What needs to be done:
State how many lines in the records below include the word "skipped". Give nothing but that number.

***** Records supplied *****

// SPDX-License-Identifier: GPL-3.0-or-later
// Copyright (C) 2026 Erik van der Tier

//! Instruction encoding.
//!
//! The encoder turns a recognized mnemonic plus its classified operand into
//! the final byte sequence: opcode selection from the general table,
//! zero-page narrowing against the base-page register, relative displacement
//! computation with the short/long branch fixed point, and the 45GS02 quad
//! prefixes.

use super::Assembler;
use crate::core::error::{AsmError, ErrorKind};
use crate::core::expr::{self, UNDEFINED};
use crate::core::symbol_table::RefAttr;
use crate::core::text_utils::Cursor;
use crate::families::mos6502::operand::{classify, AddressMode};
use crate::families::mos6502::table::{GenEntry, OpColumn, GENERIC};
use crate::families::mos6502::{CpuType, InstructionKind, Recognized};

/// Extract the operand field of a statement: everything after the mnemonic
/// up to an unquoted `;`, trimmed.
fn extract_operand(stmt: &str, start: usize) -> String {
    let rest = &stmt[start.min(stmt.len())..];
    let mut out = String::new();
    let mut in_single = false;
    let mut in_double = false;
    for c in rest.chars() {
        match c {
            '\'' if !in_double => in_single = !in_single,
            '"' if !in_single => in_double = !in_double,
            ';' if !in_single && !in_double => break,
            _ => {}
        }
        out.push(c);
    }
    out.trim().to_string()
}

/// Strip the redundant `,Z` suffix of quad-instruction operands
/// (`LDQ (dp),Z` is the same as `LDQ (dp)`).
fn strip_quad_z(operand: &str) -> &str {
    let trimmed = operand.trim_end();
    if trimmed.len() >= 2 && matches!(trimmed.as_bytes()[trimmed.len() - 1], b'Z' | b'z') {
        let head = trimmed[..trimmed.len() - 1].trim_end();
        if head.ends_with(',') {
            return &head[..head.len() - 1];
        }
    }
    operand
}
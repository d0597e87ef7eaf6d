// SPDX-License-Identifier: GPL-3.0-or-later
// Copyright (C) 2026 Erik van der Tier

//! Source reading with nested includes and macro line injection.
//!
//! The reader yields one line at a time. `.INCLUDE` pushes a new file onto
//! the stack; end of file (or a forced `.END`) pops it and reading resumes in
//! the parent. Macro expansion pushes finished lines into a queue that is
//! drained before the file is read further; such lines do not advance the
//! source line number.

use std::collections::VecDeque;
use std::fs::File;
use std::io::{BufRead, BufReader};

use crate::core::error::{AsmError, ErrorKind};

/// Maximum include nesting depth.
pub const MAX_INCLUDES: usize = 100;

#[derive(Debug)]
struct Frame {
    reader: BufReader<File>,
    name: String,
    line_no: u32,
    forced_end: bool,
}

/// One line handed to the pass driver.
pub struct SourceLine {
    pub text: String,
    /// Line number within the current file (unchanged for macro lines).
    pub line_no: u32,
    pub from_macro: bool,
}

#[derive(Debug)]
pub struct SourceReader {
    root: String,
    stack: Vec<Frame>,
    macro_queue: VecDeque<String>,
    last_line_no: u32,
    total_lines: u32,
    closed_files: Vec<String>,
}

fn open_frame(path: &str) -> Result<Frame, AsmError> {
    let file = File::open(path).map_err(|_| {
        AsmError::with_param(ErrorKind::Resource, "Could not open source file", path)
    })?;
    Ok(Frame {
        reader: BufReader::new(file),
        name: path.to_string(),
        line_no: 0,
        forced_end: false,
    })
}

impl SourceReader {
    /// Open the root source file.
    pub fn open(path: &str) -> Result<Self, AsmError> {
        let frame = open_frame(path)?;
        Ok(Self {
            root: path.to_string(),
            stack: vec![frame],
            macro_queue: VecDeque::new(),
            last_line_no: 0,
            total_lines: 0,
            closed_files: Vec::new(),
        })
    }

    /// Restart from the beginning of the root file for the next pass.
    pub fn rewind(&mut self) -> Result<(), AsmError> {
        let frame = open_frame(&self.root)?;
        self.stack = vec![frame];
        self.macro_queue.clear();
        self.last_line_no = 0;
        self.total_lines = 0;
        self.closed_files.clear();
        Ok(())
    }

    /// Name of the file currently being read, for diagnostics.
    #[must_use]
    pub fn current_file(&self) -> &str {
        self.stack.last().map(|f| f.name.as_str()).unwrap_or(&self.root)
    }

    #[must_use]
    pub fn current_line(&self) -> u32 {
        self.last_line_no
    }

    #[must_use]
    pub fn total_lines(&self) -> u32 {
        self.total_lines
    }

    #[must_use]
    pub fn include_depth(&self) -> usize {
        self.stack.len().saturating_sub(1)
    }

    /// Whether macro expansion lines are pending.
    #[must_use]
    pub fn in_macro(&self) -> bool {
        !self.macro_queue.is_empty()
    }

    /// Push an included file. The current position in the including file is
    /// kept on the stack and resumes after the include ends.
    pub fn include(&mut self, path: &str) -> Result<(), AsmError> {
        if self.stack.len() >= MAX_INCLUDES {
            return Err(AsmError::new(
                ErrorKind::Resource,
                format!("Too many includes nested ( >= {MAX_INCLUDES})"),
            ));
        }
        let frame = open_frame(path)?;
        self.stack.push(frame);
        Ok(())
    }

    /// Force end-of-file for the current file (`.END`).
    pub fn force_end(&mut self) {
        if let Some(frame) = self.stack.last_mut() {
            frame.forced_end = true;
        }
    }

    /// Queue expanded macro lines ahead of the file input.
    pub fn push_macro_lines(&mut self, lines: Vec<String>) {
        for line in lines.into_iter().rev() {
            self.macro_queue.push_front(line);
        }
    }

    /// Names of include files closed since the last call, for the listing.
    pub fn take_closed_files(&mut self) -> Vec<String> {
        std::mem::take(&mut self.closed_files)
    }

    /// Fetch the next source line, or `None` at the end of the root file.
    pub fn next_line(&mut self) -> Result<Option<SourceLine>, AsmError> {
        if let Some(text) = self.macro_queue.pop_front() {
            return Ok(Some(SourceLine {
                text,
                line_no: self.last_line_no,
                from_macro: true,
            }));
        }

        loop {
            let Some(frame) = self.stack.last_mut() else {
                return Ok(None);
            };
            if frame.forced_end {
                let Some(closed) = self.stack.pop() else {
                    return Ok(None);
                };
                if self.stack.is_empty() {
                    return Ok(None);
                }
                self.closed_files.push(closed.name);
                self.last_line_no = self.stack.last().map(|f| f.line_no).unwrap_or(0);
                continue;
            }

            let mut raw = Vec::new();
            let read = frame
                .reader
                .read_until(b'\n', &mut raw)
                .map_err(|err| AsmError::new(ErrorKind::Io, err.to_string()))?;
            if read == 0 {
                let Some(closed) = self.stack.pop() else {
                    return Ok(None);
                };
                if self.stack.is_empty() {
                    return Ok(None);
                }
                self.closed_files.push(closed.name);
                self.last_line_no = self.stack.last().map(|f| f.line_no).unwrap_or(0);
                continue;
            }

            while matches!(raw.last(), Some(b'\n') | Some(b'\r')) {
                raw.pop();
            }
            frame.line_no += 1;
            self.last_line_no = frame.line_no;
            self.total_lines += 1;
            return Ok(Some(SourceLine {
                text: String::from_utf8_lossy(&raw).into_owned(),
                line_no: frame.line_no,
                from_macro: false,
            }));
        }
    }
}

#[cfg(test)]
mod tests {
    use super::*;
    use std::path::PathBuf;
    use std::time::{SystemTime, UNIX_EPOCH};

    fn temp_file(name: &str, contents: &str) -> PathBuf {
        let nanos = SystemTime::now()
            .duration_since(UNIX_EPOCH)
            .unwrap()
            .as_nanos();
        let mut dir = std::env::temp_dir();
        dir.push(format!("forge65-source-{}-{nanos}", std::process::id()));
        std::fs::create_dir_all(&dir).unwrap();
        let path = dir.join(name);
        std::fs::write(&path, contents).unwrap();
        path
    }

    fn collect(reader: &mut SourceReader) -> Vec<(String, u32, bool)> {
        let mut out = Vec::new();
        while let Some(line) = reader.next_line().unwrap() {
            out.push((line.text, line.line_no, line.from_macro));
        }
        out
    }

    #[test]
    fn reads_lines_with_numbers() {
        let path = temp_file("main.asm", "one\ntwo\r\nthree");
        let mut reader = SourceReader::open(path.to_str().unwrap()).unwrap();
        let lines = collect(&mut reader);
        assert_eq!(
            lines,
            vec![
                ("one".to_string(), 1, false),
                ("two".to_string(), 2, false),
                ("three".to_string(), 3, false),
            ]
        );
    }

    #[test]
    fn include_resumes_parent() {
        let inc = temp_file("inc.asm", "inner\n");
        let main = temp_file("main.asm", "a\nb\n");
        let mut reader = SourceReader::open(main.to_str().unwrap()).unwrap();
        let first = reader.next_line().unwrap().unwrap();
        assert_eq!(first.text, "a");
        reader.include(inc.to_str().unwrap()).unwrap();
        let inner = reader.next_line().unwrap().unwrap();
        assert_eq!(inner.text, "inner");
        assert_eq!(inner.line_no, 1);
        let back = reader.next_line().unwrap().unwrap();
        assert_eq!(back.text, "b");
        assert_eq!(back.line_no, 2);
        assert_eq!(reader.take_closed_files().len(), 1);
    }

    #[test]
    fn macro_lines_keep_line_number() {
        let main = temp_file("main.asm", "call\nafter\n");
        let mut reader = SourceReader::open(main.to_str().unwrap()).unwrap();
        let call = reader.next_line().unwrap().unwrap();
        assert_eq!(call.line_no, 1);
        reader.push_macro_lines(vec!["ex1".to_string(), "ex2".to_string()]);
        let ex1 = reader.next_line().unwrap().unwrap();
        assert!(ex1.from_macro);
        assert_eq!(ex1.text, "ex1");
        assert_eq!(ex1.line_no, 1);
        let ex2 = reader.next_line().unwrap().unwrap();
        assert_eq!(ex2.text, "ex2");
        let after = reader.next_line().unwrap().unwrap();
        assert_eq!((after.text.as_str(), after.line_no), ("after", 2));
    }

    #[test]
    fn forced_end_stops_file() {
        let main = temp_file("main.asm", "a\nb\n");
        let mut reader = SourceReader::open(main.to_str().unwrap()).unwrap();
        reader.next_line().unwrap().unwrap();
        reader.force_end();
        assert!(reader.next_line().unwrap().is_none());
    }

    #[test]
    fn rewind_restarts_root() {
        let main = temp_file("main.asm", "a\n");
        let mut reader = SourceReader::open(main.to_str().unwrap()).unwrap();
        assert_eq!(collect(&mut reader).len(), 1);
        reader.rewind().unwrap();
        assert_eq!(collect(&mut reader).len(), 1);
    }

    #[test]
    fn missing_file_is_a_resource_error() {
        let err = SourceReader::open("/nonexistent/forge65.asm").unwrap_err();
        assert_eq!(err.kind(), ErrorKind::Resource);
    }
}
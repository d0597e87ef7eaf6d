// SPDX-License-Identifier: GPL-3.0-or-later
// Copyright (C) 2026 Erik van der Tier

//! Macro capture and parameterized expansion.
//!
//! `MACRO NAME(a,b,…)` captures the following lines up to `ENDMAC`. During
//! capture each textual occurrence of a formal parameter is replaced with a
//! positional token, so the stored body is a sequence of tagged segments
//! (`Text` / `Arg`). Expansion substitutes the call-site argument text and
//! hands the finished lines back to the pass driver.

use crate::core::error::{AsmError, ErrorKind};
use crate::core::text_utils::{is_bso_local, is_symbol_at, Cursor};

/// Maximum number of distinct macros.
pub const MAX_MACROS: usize = 64;
/// Maximum number of formal parameters per macro.
pub const MAX_PARAMS: usize = 10;

#[derive(Debug, Clone, PartialEq, Eq)]
pub enum Segment {
    Text(String),
    Arg(usize),
}

#[derive(Debug, Clone, Default)]
pub struct MacroLine {
    segments: Vec<Segment>,
}

impl MacroLine {
    fn push_char(&mut self, c: char) {
        if let Some(Segment::Text(text)) = self.segments.last_mut() {
            text.push(c);
        } else {
            self.segments.push(Segment::Text(c.to_string()));
        }
    }

    fn push_arg(&mut self, index: usize) {
        self.segments.push(Segment::Arg(index));
    }

    /// Re-assemble the line with actual argument text substituted.
    fn expand(&self, args: &[String]) -> String {
        let mut out = String::new();
        for segment in &self.segments {
            match segment {
                Segment::Text(text) => out.push_str(text),
                Segment::Arg(ix) => {
                    if let Some(arg) = args.get(*ix) {
                        out.push_str(arg);
                    }
                }
            }
        }
        out
    }
}

#[derive(Debug, Clone)]
pub struct MacroDef {
    pub name: String,
    pub params: Vec<String>,
    lines: Vec<MacroLine>,
}

#[derive(Debug, Default)]
pub struct MacroSet {
    macros: Vec<MacroDef>,
    ignore_case: bool,
}

impl MacroSet {
    pub fn new() -> Self {
        Self::default()
    }

    pub fn set_ignore_case(&mut self, ignore: bool) {
        self.ignore_case = ignore;
    }

    #[must_use]
    pub fn len(&self) -> usize {
        self.macros.len()
    }

    #[must_use]
    pub fn is_empty(&self) -> bool {
        self.macros.is_empty()
    }

    fn names_equal(&self, a: &str, b: &str) -> bool {
        if self.ignore_case {
            a.eq_ignore_ascii_case(b)
        } else {
            a == b
        }
    }

    #[must_use]
    pub fn get(&self, index: usize) -> Option<&MacroDef> {
        self.macros.get(index)
    }

    #[must_use]
    pub fn index_of(&self, name: &str) -> Option<usize> {
        self.macros
            .iter()
            .position(|m| self.names_equal(&m.name, name))
    }

    /// Check whether `text` starts with a macro call: the macro name followed
    /// by a non-symbol character.
    #[must_use]
    pub fn find_call(&self, text: &str) -> Option<usize> {
        let bytes = text.as_bytes();
        self.macros.iter().position(|m| {
            let l = m.name.len();
            text.len() >= l
                && self.names_equal(&text[..l], &m.name)
                && !is_symbol_at(bytes, l)
                && !is_bso_local(bytes, l)
        })
    }

    /// Start recording a macro. Returns `None` when the name already exists;
    /// the caller then skips the body (original redefinition behavior).
    pub fn start(&mut self, name: &str, params: Vec<String>) -> Result<Option<usize>, AsmError> {
        if self.index_of(name).is_some() {
            return Ok(None);
        }
        if self.macros.len() >= MAX_MACROS {
            return Err(AsmError::new(
                ErrorKind::Resource,
                format!("Too many macros (> {MAX_MACROS})"),
            ));
        }
        if params.len() > MAX_PARAMS {
            return Err(AsmError::new(
                ErrorKind::Resource,
                format!("More than {MAX_PARAMS} macro parameters"),
            ));
        }
        self.macros.push(MacroDef {
            name: name.to_string(),
            params,
            lines: Vec::new(),
        });
        Ok(Some(self.macros.len() - 1))
    }

    /// Record one body line, rewriting parameter occurrences into positional
    /// tokens. Matching is plain textual scan in parameter order, like the
    /// original capture loop.
    pub fn capture_line(&mut self, index: usize, raw: &str) {
        let ignore_case = self.ignore_case;
        let def = &mut self.macros[index];
        let mut line = MacroLine::default();
        let mut pos = 0usize;
        'outer: while pos < raw.len() {
            let rest = &raw[pos..];
            for (ix, param) in def.params.iter().enumerate() {
                if param.is_empty() {
                    continue;
                }
                let Some(head) = rest.get(..param.len()) else {
                    continue;
                };
                let matches = if ignore_case {
                    head.eq_ignore_ascii_case(param)
                } else {
                    head == param
                };
                if matches {
                    line.push_arg(ix);
                    pos += param.len();
                    continue 'outer;
                }
            }
            let Some(c) = rest.chars().next() else { break };
            line.push_char(c);
            pos += c.len_utf8();
        }
        def.lines.push(line);
    }

    /// Expand a macro with the given call arguments.
    pub fn expand(&self, index: usize, args: &[String]) -> Result<Vec<String>, AsmError> {
        let def = &self.macros[index];
        if args.len() != def.params.len() {
            return Err(AsmError::new(
                ErrorKind::Semantic,
                format!(
                    "Wrong # of arguments in [{}] called ({}) defined ({})",
                    def.name,
                    args.len(),
                    def.params.len()
                ),
            ));
        }
        Ok(def.lines.iter().map(|line| line.expand(args)).collect())
    }
}

/// Scan a `(a,b,…)` argument list. The cursor must sit just past the opening
/// parenthesis. Arguments are symbol-like tokens; an empty list is legal.
pub fn scan_arguments(cur: &mut Cursor) -> Result<Vec<String>, AsmError> {
    let mut args = Vec::new();
    loop {
        cur.skip_space();
        if cur.eat(b')') {
            return Ok(args);
        }
        if args.len() >= MAX_PARAMS {
            return Err(AsmError::new(
                ErrorKind::Resource,
                format!("More than {MAX_PARAMS} macro arguments"),
            ));
        }
        let arg = if is_bso_local(cur.rest().as_bytes(), 0) {
            cur.take_bso_local().to_string()
        } else {
            cur.take_symbol().to_string()
        };
        args.push(arg);
        cur.skip_space();
        if cur.eat(b')') {
            return Ok(args);
        }
        if !cur.eat(b',') {
            return Err(AsmError::new(
                ErrorKind::Syntax,
                format!("Syntax error in macro '{}'", cur.peek() as char),
            ));
        }
    }
}
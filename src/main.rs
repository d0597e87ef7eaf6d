// SPDX-License-Identifier: GPL-3.0-or-later
// Copyright (C) 2026 Erik van der Tier

// CLI entrypoint for forge65.

fn main() {
    match forge65::assembler::run() {
        Ok(report) => {
            for diag in report.diagnostics() {
                eprintln!("{}", diag.format_with_context(Some(report.source_lines())));
            }
        }
        Err(err) => {
            for diag in err.diagnostics() {
                eprintln!("{}", diag.format_with_context(Some(err.source_lines())));
            }
            eprintln!("{err}");
            std::process::exit(1);
        }
    }
}
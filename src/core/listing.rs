// SPDX-License-Identifier: GPL-3.0-or-later
// Copyright (C) 2026 Erik van der Tier

//! Listing file generation and the cross-reference report.
//!
//! Each listing line has the shape `[LINE] ADDR BYTES SOURCE`; the line
//! number column only appears with `-n`. Up to three generated bytes are
//! shown, padded so the source column always lines up.

use std::io::{self, Write};

use crate::core::symbol_table::{Symbol, SymbolTable};

pub struct ListingWriter<W: Write> {
    out: W,
    with_line_numbers: bool,
}

impl<W: Write> ListingWriter<W> {
    pub fn new(out: W, with_line_numbers: bool) -> Self {
        Self {
            out,
            with_line_numbers,
        }
    }

    fn line_no_column(&self, line_no: u32) -> String {
        if self.with_line_numbers {
            format!("{line_no:5} ")
        } else {
            String::new()
        }
    }

    /// A source line with no address and no bytes.
    pub fn plain(&mut self, line_no: u32, source: &str) -> io::Result<()> {
        writeln!(
            self.out,
            "{}              {source}",
            self.line_no_column(line_no)
        )
    }

    /// An empty source line.
    pub fn blank(&mut self, line_no: u32) -> io::Result<()> {
        writeln!(self.out, "{}", self.line_no_column(line_no))
    }

    /// A line annotated with an address or value but no bytes, such as a
    /// label definition, `.ORG` or a BSS reservation.
    pub fn addr(&mut self, line_no: u32, addr: i32, source: &str) -> io::Result<()> {
        writeln!(
            self.out,
            "{}{:04x}          {source}",
            self.line_no_column(line_no),
            addr & 0xffff
        )
    }

    /// A code or data line with generated bytes and an optional note.
    pub fn code(
        &mut self,
        line_no: u32,
        addr: i32,
        bytes: &[u8],
        source: &str,
        note: &str,
    ) -> io::Result<()> {
        let mut byte_cols = String::new();
        for ix in 0..3 {
            match bytes.get(ix) {
                Some(b) => byte_cols.push_str(&format!(" {b:02x}")),
                None => byte_cols.push_str("   "),
            }
        }
        writeln!(
            self.out,
            "{}{:04x}{byte_cols} {source}{note}",
            self.line_no_column(line_no),
            addr & 0xffff
        )
    }

    /// A line skipped by conditional assembly.
    pub fn skipped(&mut self, line_no: u32, source: &str) -> io::Result<()> {
        writeln!(
            self.out,
            "{}SKIP          {source}",
            self.line_no_column(line_no)
        )
    }

    /// A `#if` / `#ifdef` line with its outcome.
    pub fn conditional(&mut self, line_no: u32, skip: bool, source: &str) -> io::Result<()> {
        let verdict = if skip { "0001 FALSE   " } else { "0000 TRUE    " };
        writeln!(
            self.out,
            "{}{verdict} {source}",
            self.line_no_column(line_no)
        )
    }

    /// Marker emitted when an include file is closed.
    pub fn closed_include(&mut self, name: &str) -> io::Result<()> {
        writeln!(
            self.out,
            ";                       closed INCLUDE file {name}"
        )
    }

    /// Echo a diagnostic into the listing.
    pub fn diagnostic(&mut self, text: &str) -> io::Result<()> {
        writeln!(self.out, "{text}")
    }

    /// The symbol tables at the end of the listing: all symbols by address,
    /// then reference-count tables for zero-page symbols and for the lower
    /// 16 KiB.
    pub fn symbol_tables(&mut self, table: &SymbolTable) -> io::Result<()> {
        writeln!(self.out, "\n\n{:5} Symbols", table.len())?;
        writeln!(self.out, "-------------")?;
        self.symbol_report(&table.sorted_by_address(), 0, 0xffff)?;
        self.symbol_report(&table.sorted_by_refs(), 0, 0xff)?;
        self.symbol_report(&table.sorted_by_refs(), 0, 0x4000)?;
        Ok(())
    }

    fn symbol_report(&mut self, symbols: &[&Symbol], lb: i32, ub: i32) -> io::Result<()> {
        for sym in symbols {
            if sym.paired || sym.address < lb || sym.address > ub {
                continue;
            }
            let name: String = sym.name.chars().take(30).collect();
            write!(self.out, "{name:<30} ${:04x}", sym.address & 0xffff)?;
            for (ix, r) in sym.refs.iter().enumerate() {
                if ix > 0 && ix % 5 == 0 {
                    write!(self.out, "\n{:36}", "")?;
                }
                write!(self.out, "{:6}", r.line)?;
                let marker = r.attr.marker();
                if marker != ' ' {
                    write!(self.out, "{marker}")?;
                }
            }
            writeln!(self.out)?;
        }
        Ok(())
    }
}

#[cfg(test)]
mod tests {
    use super::*;
    use crate::core::symbol_table::{DefineMode, PassPhase, RefAttr};

    fn render<F>(with_line_numbers: bool, f: F) -> String
    where
        F: FnOnce(&mut ListingWriter<&mut Vec<u8>>),
    {
        let mut out = Vec::new();
        let mut writer = ListingWriter::new(&mut out, with_line_numbers);
        f(&mut writer);
        String::from_utf8(out).unwrap()
    }

    #[test]
    fn code_line_pads_byte_columns() {
        let text = render(false, |w| {
            w.code(1, 0x1000, &[0xa9, 0x42], "LDA #$42", "").unwrap();
        });
        assert_eq!(text, "1000 a9 42    LDA #$42\n");
    }

    #[test]
    fn code_line_shows_at_most_three_bytes() {
        let text = render(false, |w| {
            w.code(1, 0x1000, &[1, 2, 3, 4, 5], "   .byte 1,2,3,4,5", "")
                .unwrap();
        });
        assert!(text.starts_with("1000 01 02 03 "));
    }

    #[test]
    fn line_numbers_only_when_requested() {
        let text = render(true, |w| {
            w.plain(12, "; comment").unwrap();
        });
        assert_eq!(text, "   12               ; comment\n");
        let text = render(false, |w| {
            w.plain(12, "; comment").unwrap();
        });
        assert_eq!(text, "              ; comment\n");
    }

    #[test]
    fn symbol_report_includes_refs_and_markers() {
        let mut table = SymbolTable::new();
        table
            .define("PTR", 0xfb, DefineMode::Position, 3, PassPhase::First)
            .unwrap();
        table.value_of("PTR", 9, RefAttr::IndirectIndexed, true).unwrap();
        let text = render(false, |w| {
            w.symbol_tables(&table).unwrap();
        });
        assert!(text.contains("PTR"));
        assert!(text.contains("$00fb"));
        assert!(text.contains("9y"));
        assert!(text.contains("Symbols"));
    }
}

*****

Answer for this exercise:
2